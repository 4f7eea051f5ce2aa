//! `${VAR}` and `${VAR:-default}` expansion for configuration strings.

use std::borrow::Cow;

use crate::ConfigError;

/// Expand variable references in `value` from the process environment.
///
/// `field` names the config key in the error, e.g. `site.name`.
pub(crate) fn expand_env(value: &str, field: &str) -> Result<String, ConfigError> {
    expand_with(value, field, |var| std::env::var(var).ok())
}

/// Expand variable references, resolving names through `lookup`.
///
/// Values without `${` are returned untouched, so a bare `$` in a URL or a
/// handle survives.
fn expand_with<F>(value: &str, field: &str, lookup: F) -> Result<String, ConfigError>
where
    F: Fn(&str) -> Option<String>,
{
    if !value.contains("${") {
        return Ok(value.to_owned());
    }

    shellexpand::env_with_context(value, |var| -> Result<Option<String>, Unset> {
        lookup(var).map(Some).ok_or_else(|| Unset(var.to_owned()))
    })
    .map(Cow::into_owned)
    .map_err(|e| ConfigError::EnvVar {
        field: field.to_owned(),
        message: format!("${{{}}} not set", e.cause.0),
    })
}

/// Name of a variable with no value and no default.
struct Unset(String);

--

§ EXERCISE AIM
Which lines in the records above hold the string "Option"? Copy each of them.

§ FINISHED EXERCISE
    F: Fn(&str) -> Option<String>,
    shellexpand::env_with_context(value, |var| -> Result<Option<String>, Unset> {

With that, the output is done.